Let the line x + y = 1 meet the axes of x and y at A and B, respectively. A right angled triangle AMN is inscribed in the triangle OAB, where O is the origin and the points M and N lie on the lines OB and AB, respectively.
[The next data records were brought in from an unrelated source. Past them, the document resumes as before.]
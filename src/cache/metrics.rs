// std
use std::sync::atomic::{AtomicU64, Ordering};

/// Counters for credential exchanges run by a [`TokenCache`](super::TokenCache).
///
/// Fast-path hits are not counted; only refreshes that reach the exchange are.
#[derive(Debug, Default)]
pub struct RefreshMetrics {
	exchanges: AtomicU64,
	minted: AtomicU64,
	failed: AtomicU64,
}
impl RefreshMetrics {
	/// Number of exchanges started.
	pub fn attempts(&self) -> u64 {
		self.exchanges.load(Ordering::Relaxed)
	}

	/// Number of exchanges that produced a cached token.
	pub fn successes(&self) -> u64 {
		self.minted.load(Ordering::Relaxed)
	}

	/// Number of exchanges that failed or were abandoned by cancellation.
	pub fn failures(&self) -> u64 {
		self.failed.load(Ordering::Relaxed)
	}

	/// Copies all counters at once.
	pub fn snapshot(&self) -> RefreshSnapshot {
		RefreshSnapshot {
			attempts: self.attempts(),
			successes: self.successes(),
			failures: self.failures(),
		}
	}

	pub(crate) fn exchange_started(&self) {
		self.exchanges.fetch_add(1, Ordering::Relaxed);
	}

	pub(crate) fn exchange_finished(&self, minted: bool) {
		let counter = if minted { &self.minted } else { &self.failed };

		counter.fetch_add(1, Ordering::Relaxed);
	}
}

/// Point-in-time copy of [`RefreshMetrics`].
#[derive(Clone, Copy, Debug, Default, PartialEq, Eq)]
pub struct RefreshSnapshot {
	/// Exchanges started.
	pub attempts: u64,
	/// Exchanges that minted a token.
	pub successes: u64,
	/// Exchanges that failed.
	pub failures: u64,
}
//! Immutable bearer token values, validity helpers, and builders.

// self
use crate::{_prelude::*, auth::secret::TokenSecret};

/// Errors produced by [`TokenBuilder`].
#[derive(Clone, Debug, PartialEq, Eq, ThisError)]
pub enum TokenBuildError {
	/// Issued when no (or an empty) access token value was provided.
	#[error("Access token is required.")]
	MissingAccessToken,
	/// Issued when no expiry (absolute or relative) was configured.
	#[error("Expiry must be supplied via expires_at or expires_in.")]
	MissingExpiry,
	/// Issued when the expiry does not come strictly after the issued-at instant.
	#[error("Token expiry {expires_at} must be after its issue time {issued_at}.")]
	NonIncreasingLifetime {
		/// Issued-at instant.
		issued_at: OffsetDateTime,
		/// Rejected expiry instant.
		expires_at: OffsetDateTime,
	},
	/// Issued when a unix timestamp cannot be represented.
	#[error("Timestamp {timestamp} is outside the supported range.")]
	TimestampOutOfRange {
		/// Rejected unix timestamp.
		timestamp: i64,
	},
}

/// Bearer token minted by the credential exchange.
///
/// Tokens are never mutated in place; the token cache swaps whole values.
#[derive(Clone, PartialEq, Eq)]
pub struct Token {
	/// Access token secret; callers must avoid logging it.
	pub value: TokenSecret,
	/// Issued-at instant reported by the server.
	pub issued_at: OffsetDateTime,
	/// Absolute expiry instant reported by the server.
	pub expires_at: OffsetDateTime,
}
impl Token {
	/// Returns a builder that validates the token lifetime.
	pub fn builder() -> TokenBuilder {
		TokenBuilder::default()
	}

	/// Returns `true` if the token stays valid for more than `margin` after `now`.
	pub fn is_valid_at(&self, now: OffsetDateTime, margin: Duration) -> bool {
		now + margin < self.expires_at
	}

	/// Returns `true` if the token has expired at `now`.
	pub fn is_expired_at(&self, now: OffsetDateTime) -> bool {
		now >= self.expires_at
	}

	/// Time left until expiry, negative once expired.
	pub fn remaining_at(&self, now: OffsetDateTime) -> Duration {
		self.expires_at - now
	}

	/// Total lifetime granted by the server.
	pub fn lifetime(&self) -> Duration {
		self.expires_at - self.issued_at
	}
}
impl Debug for Token {
	fn fmt(&self, f: &mut Formatter) -> FmtResult {
		f.debug_struct("Token")
			.field("value", &"<redacted>")
			.field("issued_at", &self.issued_at)
			.field("expires_at", &self.expires_at)
			.finish()
	}
}

/// Builder for [`Token`].
#[derive(Clone, Debug, Default)]
pub struct TokenBuilder {
	value: Option<TokenSecret>,
	issued_at: Option<OffsetDateTime>,
	expires_at: Option<OffsetDateTime>,
	expires_in: Option<Duration>,
}
impl TokenBuilder {
	/// Provides the access token value.
	pub fn value(mut self, token: impl Into<String>) -> Self {
		self.value = Some(TokenSecret::new(token));

		self
	}

	/// Sets the issued-at instant.
	pub fn issued_at(mut self, instant: OffsetDateTime) -> Self {
		self.issued_at = Some(instant);

		self
	}

	/// Sets the issued-at instant from a unix timestamp.
	pub fn issued_at_unix(self, timestamp: i64) -> Result<Self, TokenBuildError> {
		Ok(self.issued_at(from_unix(timestamp)?))
	}

	/// Sets an absolute expiry instant.
	pub fn expires_at(mut self, instant: OffsetDateTime) -> Self {
		self.expires_at = Some(instant);

		self
	}

	/// Sets the absolute expiry instant from a unix timestamp.
	pub fn expires_at_unix(self, timestamp: i64) -> Result<Self, TokenBuildError> {
		Ok(self.expires_at(from_unix(timestamp)?))
	}

	/// Sets a relative expiry duration from the issued instant.
	pub fn expires_in(mut self, duration: Duration) -> Self {
		self.expires_in = Some(duration);

		self
	}

	/// Consumes the builder and produces a [`Token`].
	pub fn build(self) -> Result<Token, TokenBuildError> {
		let value = self
			.value
			.filter(|value| !value.is_empty())
			.ok_or(TokenBuildError::MissingAccessToken)?;
		let issued_at = self.issued_at.unwrap_or_else(OffsetDateTime::now_utc);
		let expires_at = match (self.expires_at, self.expires_in) {
			(Some(instant), _) => instant,
			(None, Some(delta)) => issued_at + delta,
			(None, None) => return Err(TokenBuildError::MissingExpiry),
		};

		if expires_at <= issued_at {
			return Err(TokenBuildError::NonIncreasingLifetime { issued_at, expires_at });
		}

		Ok(Token { value, issued_at, expires_at })
	}
}

fn from_unix(timestamp: i64) -> Result<OffsetDateTime, TokenBuildError> {
	OffsetDateTime::from_unix_timestamp(timestamp)
		.map_err(|_| TokenBuildError::TimestampOutOfRange { timestamp })
}

#[cfg(test)]
mod tests {
	// crates.io
	use time::macros;
	// self
	use super::*;

	#[test]
	fn validity_respects_safety_margin() {
		let token = Token::builder()
			.value("access")
			.issued_at(macros::datetime!(2025-01-01 00:00 UTC))
			.expires_at(macros::datetime!(2025-01-01 00:10 UTC))
			.build()
			.expect("Token builder should succeed for validity checks.");
		let margin = Duration::minutes(1);

		assert!(token.is_valid_at(macros::datetime!(2025-01-01 00:08 UTC), margin));
		assert!(!token.is_valid_at(macros::datetime!(2025-01-01 00:09 UTC), margin));
		assert!(!token.is_valid_at(macros::datetime!(2025-01-01 00:09:30 UTC), margin));
		assert!(!token.is_expired_at(macros::datetime!(2025-01-01 00:09:30 UTC)));
		assert!(token.is_expired_at(macros::datetime!(2025-01-01 00:10 UTC)));
		assert_eq!(token.lifetime(), Duration::minutes(10));
	}

	#[test]
	fn builder_rejects_non_increasing_lifetime() {
		let instant = macros::datetime!(2025-01-01 00:00 UTC);
		let err = Token::builder()
			.value("access")
			.issued_at(instant)
			.expires_at(instant)
			.build()
			.expect_err("Expiry equal to issue time should be rejected.");

		assert!(matches!(err, TokenBuildError::NonIncreasingLifetime { .. }));
	}

	#[test]
	fn builder_requires_value_and_expiry() {
		assert_eq!(
			Token::builder().value("").expires_in(Duration::minutes(1)).build(),
			Err(TokenBuildError::MissingAccessToken)
		);
		assert_eq!(Token::builder().value("access").build(), Err(TokenBuildError::MissingExpiry));
	}

	#[test]
	fn builder_handles_unix_timestamps() {
		let token = Token::builder()
			.value("access")
			.issued_at_unix(1_735_689_600)
			.and_then(|builder| builder.expires_at_unix(1_735_690_200))
			.and_then(TokenBuilder::build)
			.expect("Unix timestamps should build a token.");

		assert_eq!(token.issued_at, macros::datetime!(2025-01-01 00:00 UTC));
		assert_eq!(token.expires_at, macros::datetime!(2025-01-01 00:10 UTC));
		assert!(matches!(
			Token::builder().issued_at_unix(i64::MAX),
			Err(TokenBuildError::TimestampOutOfRange { .. })
		));
	}

	#[test]
	fn debug_redacts_value() {
		let token = Token::builder()
			.value("very-secret")
			.expires_in(Duration::minutes(5))
			.build()
			.expect("Token builder should succeed for debug output.");

		assert!(!format!("{token:?}").contains("very-secret"));
	}
}
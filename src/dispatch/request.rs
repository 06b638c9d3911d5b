//! Request descriptors handed to the dispatcher by endpoint builders.

// crates.io
use http::Method;
// self
use crate::_prelude::*;

/// Immutable description of one logical API call.
///
/// Query parameters are kept sorted so identical descriptors always render identical URLs.
#[derive(Clone, Debug, PartialEq, Eq)]
pub struct Request {
	/// HTTP method.
	pub method: Method,
	/// Path appended to the dispatcher's base URL (for example `/simple/v1/blocks`).
	pub path: String,
	/// Query parameters.
	pub query: BTreeMap<String, String>,
	/// Whether the dispatcher must attach a bearer token.
	pub requires_auth: bool,
}
impl Request {
	/// Creates an authenticated request for `method` + `path`.
	pub fn new(method: Method, path: impl Into<String>) -> Self {
		Self { method, path: path.into(), query: BTreeMap::new(), requires_auth: true }
	}

	/// Shorthand for an authenticated `GET`.
	pub fn get(path: impl Into<String>) -> Self {
		Self::new(Method::GET, path)
	}

	/// Shorthand for an authenticated `POST`.
	pub fn post(path: impl Into<String>) -> Self {
		Self::new(Method::POST, path)
	}

	/// Adds or replaces a query parameter.
	pub fn with_query(mut self, key: impl Into<String>, value: impl ToString) -> Self {
		self.query.insert(key.into(), value.to_string());

		self
	}

	/// Adds a query parameter only when `value` is present.
	pub fn with_optional_query<V>(self, key: impl Into<String>, value: Option<V>) -> Self
	where
		V: ToString,
	{
		match value {
			Some(value) => self.with_query(key, value),
			None => self,
		}
	}

	/// Marks the request as not requiring a bearer token.
	pub fn unauthenticated(mut self) -> Self {
		self.requires_auth = false;

		self
	}

	/// Resolves the absolute URL against `base_url` (path appended verbatim).
	pub fn url(&self, base_url: &str) -> Result<Url> {
		let raw = format!("{}{}", base_url.trim_end_matches('/'), self.path);
		let mut url = Url::parse(&raw).map_err(|source| crate::error::ConfigError::InvalidPath {
			path: self.path.clone(),
			source,
		})?;

		if !self.query.is_empty() {
			url.query_pairs_mut().extend_pairs(self.query.iter());
		}

		Ok(url)
	}
}
//! Demonstrates minting a bearer token and issuing an authenticated request.
//!
//! Set `FIND_API_USERNAME` and `FIND_API_PASSWORD` to talk to the production endpoint;
//! otherwise a local mock server stands in for it.

// std
use std::env;
// crates.io
use color_eyre::Result;
use httpmock::prelude::*;
use time::{Duration, OffsetDateTime};
// self
use find_api::{
	auth::Credentials,
	client::Client,
	context::CallContext,
	dispatch::Request,
};

#[tokio::main]
async fn main() -> Result<()> {
	color_eyre::install()?;

	let server = MockServer::start_async().await;
	let client = match (env::var("FIND_API_USERNAME"), env::var("FIND_API_PASSWORD")) {
		(Ok(username), Ok(password)) => Client::new(username, password)?,
		_ => {
			mock_api(&server).await;

			Client::builder(Credentials::new("demo-user", "demo-password"))
				.base_url(server.base_url())
				.build()?
		},
	};
	let ctx = CallContext::new().with_timeout(std::time::Duration::from_secs(30));
	let token = client.generate_token(Duration::minutes(10), &ctx).await?;

	println!(
		"Credential exchange issued a {} token valid for {} seconds.",
		token.token_type, token.expires_in
	);

	let blocks: serde_json::Value =
		client.send_json(&Request::get("/simple/v1/blocks").with_query("limit", 1), &ctx).await?;

	println!("Latest blocks: {blocks}.");
	println!("Token cache refresh metrics: {:?}.", client.token_cache().metrics());

	Ok(())
}

async fn mock_api(server: &MockServer) {
	let now = OffsetDateTime::now_utc().unix_timestamp();
	let body = serde_json::json!({
		"access_token": "demo-access",
		"token_type": "Bearer",
		"expires_in": 600,
		"exp": now + 600,
		"iat": now,
	});

	server
		.mock_async(|when, then| {
			when.method(POST).path("/auth/v1/generate");
			then.status(200).json_body(body);
		})
		.await;
	server
		.mock_async(|when, then| {
			when.method(GET).path("/simple/v1/blocks").header("authorization", "Bearer demo-access");
			then.status(200).json_body(serde_json::json!({ "blocks": [{ "height": 96708412 }] }));
		})
		.await;
}
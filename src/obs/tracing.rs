// self
use crate::{_prelude::*, auth::Token, obs::CallKind};

/// Type alias that resolves to an instrumented future when tracing is enabled.
#[cfg(feature = "tracing")]
pub type InstrumentedCall<F> = tracing::instrument::Instrumented<F>;
/// Passthrough future type when tracing is disabled.
#[cfg(not(feature = "tracing"))]
pub type InstrumentedCall<F> = F;

/// A span builder used by client calls.
#[derive(Clone, Debug)]
pub struct CallSpan {
	#[cfg(feature = "tracing")]
	span: tracing::Span,
}
impl CallSpan {
	/// Creates a new span tagged with the provided call kind + stage.
	pub fn new(kind: CallKind, stage: &'static str) -> Self {
		#[cfg(feature = "tracing")]
		{
			let span = tracing::info_span!("find_api.call", call = kind.as_str(), stage);

			Self { span }
		}
		#[cfg(not(feature = "tracing"))]
		{
			let _ = (kind, stage);

			Self {}
		}
	}

	/// Instruments an async block without holding a guard across `.await` points.
	pub fn instrument<Fut>(&self, fut: Fut) -> InstrumentedCall<Fut>
	where
		Fut: Future,
	{
		#[cfg(feature = "tracing")]
		{
			use tracing::Instrument;

			fut.instrument(self.span.clone())
		}
		#[cfg(not(feature = "tracing"))]
		{
			fut
		}
	}
}

pub(crate) fn trace_retry(kind: CallKind, attempt: u32, delay: Duration) {
	#[cfg(feature = "tracing")]
	{
		tracing::debug!(
			call = kind.as_str(),
			attempt,
			delay_ms = delay.whole_milliseconds() as i64,
			"Rate limited; retrying after server hint."
		);
	}
	#[cfg(not(feature = "tracing"))]
	{
		let _ = (kind, attempt, delay);
	}
}

pub(crate) fn trace_rate_limited(kind: CallKind, attempts: u32, retry_after: Duration) {
	#[cfg(feature = "tracing")]
	{
		tracing::warn!(
			call = kind.as_str(),
			attempts,
			retry_after_ms = retry_after.whole_milliseconds() as i64,
			"Rate limit retry budget exhausted."
		);
	}
	#[cfg(not(feature = "tracing"))]
	{
		let _ = (kind, attempts, retry_after);
	}
}

/// Emits a debug event describing a freshly minted token (never its value).
pub fn record_token_minted(token: &Token) {
	#[cfg(feature = "tracing")]
	{
		tracing::debug!(
			expires_at = %token.expires_at,
			lifetime_s = token.lifetime().whole_seconds(),
			"Minted bearer token."
		);
	}
	#[cfg(not(feature = "tracing"))]
	{
		let _ = token;
	}
}

#[cfg(test)]
mod tests {
	// self
	use super::*;

	#[tokio::test]
	async fn instrument_wraps_future() {
		let span = CallSpan::new(CallKind::TokenRefresh, "instrument_wraps_future");
		let value = span.instrument(async { 42 }).await;

		assert_eq!(value, 42);
	}

	#[test]
	fn trace_helpers_noop_without_subscriber() {
		trace_retry(CallKind::Request, 1, Duration::seconds(1));
		trace_rate_limited(CallKind::Request, 3, Duration::seconds(1));
	}
}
If the area of the triangle AMN is $\frac{4}{9}$ of the area of the triangle OAB and AN : NB = $λ$ : 1, then the sum of all possible value(s) of $λ$ is : [2025]

1 $\frac{5}{2}$

2 $\frac{13}{6}$

3 $\frac{1}{2}$

4 2

Ans.
(4)

Area of $△ O A B = \frac{1}{2} \times 1 \times 1 = \frac{1}{2}$

Now, Area of $△$ AMN = $\frac{4}{9}$ Area of $△$ OAB

$= \frac{4}{9} \times \frac{1}{2} = \frac{2}{9}$ ... (i)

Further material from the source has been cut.